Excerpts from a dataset
=-=-=

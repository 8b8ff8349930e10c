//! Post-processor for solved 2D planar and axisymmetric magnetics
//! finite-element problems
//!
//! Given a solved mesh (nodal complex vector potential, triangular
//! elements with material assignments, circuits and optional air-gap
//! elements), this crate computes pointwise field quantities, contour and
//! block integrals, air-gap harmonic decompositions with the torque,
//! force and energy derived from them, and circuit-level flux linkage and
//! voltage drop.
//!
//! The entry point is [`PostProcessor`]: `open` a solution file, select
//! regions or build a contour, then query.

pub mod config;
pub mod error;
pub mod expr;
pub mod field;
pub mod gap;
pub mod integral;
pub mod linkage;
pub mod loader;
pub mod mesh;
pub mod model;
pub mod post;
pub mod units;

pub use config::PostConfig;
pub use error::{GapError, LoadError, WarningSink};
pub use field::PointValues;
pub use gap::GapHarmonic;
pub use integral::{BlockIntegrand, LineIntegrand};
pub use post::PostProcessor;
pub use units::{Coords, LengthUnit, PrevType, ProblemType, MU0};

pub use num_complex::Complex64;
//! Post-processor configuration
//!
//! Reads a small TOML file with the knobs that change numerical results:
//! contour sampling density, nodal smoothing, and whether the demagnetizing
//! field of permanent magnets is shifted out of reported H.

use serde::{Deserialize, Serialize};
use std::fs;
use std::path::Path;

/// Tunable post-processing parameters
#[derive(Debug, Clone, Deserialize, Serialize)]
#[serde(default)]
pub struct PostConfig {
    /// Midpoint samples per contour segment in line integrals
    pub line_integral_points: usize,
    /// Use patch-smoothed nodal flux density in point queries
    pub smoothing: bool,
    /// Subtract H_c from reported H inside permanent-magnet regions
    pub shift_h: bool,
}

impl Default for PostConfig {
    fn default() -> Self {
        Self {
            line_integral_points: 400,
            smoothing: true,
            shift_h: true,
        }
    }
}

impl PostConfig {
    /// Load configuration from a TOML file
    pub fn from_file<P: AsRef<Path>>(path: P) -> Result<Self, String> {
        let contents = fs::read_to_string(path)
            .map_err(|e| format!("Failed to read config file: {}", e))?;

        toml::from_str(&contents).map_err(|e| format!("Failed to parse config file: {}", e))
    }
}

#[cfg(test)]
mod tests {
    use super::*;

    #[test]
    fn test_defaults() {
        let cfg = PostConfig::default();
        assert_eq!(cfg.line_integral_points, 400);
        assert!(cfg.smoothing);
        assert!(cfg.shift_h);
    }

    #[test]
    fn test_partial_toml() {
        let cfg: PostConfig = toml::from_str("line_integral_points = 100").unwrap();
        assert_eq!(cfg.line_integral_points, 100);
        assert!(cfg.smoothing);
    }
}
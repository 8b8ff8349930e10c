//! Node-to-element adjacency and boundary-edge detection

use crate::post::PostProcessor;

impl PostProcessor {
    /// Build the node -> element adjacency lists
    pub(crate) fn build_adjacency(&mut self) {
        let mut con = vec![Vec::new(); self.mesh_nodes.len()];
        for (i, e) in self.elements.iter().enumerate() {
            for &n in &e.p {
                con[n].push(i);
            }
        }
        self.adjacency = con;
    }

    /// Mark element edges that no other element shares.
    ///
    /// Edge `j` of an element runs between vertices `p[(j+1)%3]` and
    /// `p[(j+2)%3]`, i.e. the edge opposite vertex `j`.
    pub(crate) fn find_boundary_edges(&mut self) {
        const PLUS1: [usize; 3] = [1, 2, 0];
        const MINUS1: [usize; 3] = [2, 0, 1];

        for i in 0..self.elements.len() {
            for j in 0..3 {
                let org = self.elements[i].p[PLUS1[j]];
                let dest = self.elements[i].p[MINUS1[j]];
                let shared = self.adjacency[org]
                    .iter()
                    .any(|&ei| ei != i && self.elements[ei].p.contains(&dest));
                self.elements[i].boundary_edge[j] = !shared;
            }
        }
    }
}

=-=-=

Start with the line that contains "for j in 0..3", end with the last line of the entries, and please retype every line in that span exactly, with no others.

            for j in 0..3 {
                let org = self.elements[i].p[PLUS1[j]];
                let dest = self.elements[i].p[MINUS1[j]];
                let shared = self.adjacency[org]
                    .iter()
                    .any(|&ei| ei != i && self.elements[ei].p.contains(&dest));
                self.elements[i].boundary_edge[j] = !shared;
            }
        }
    }
}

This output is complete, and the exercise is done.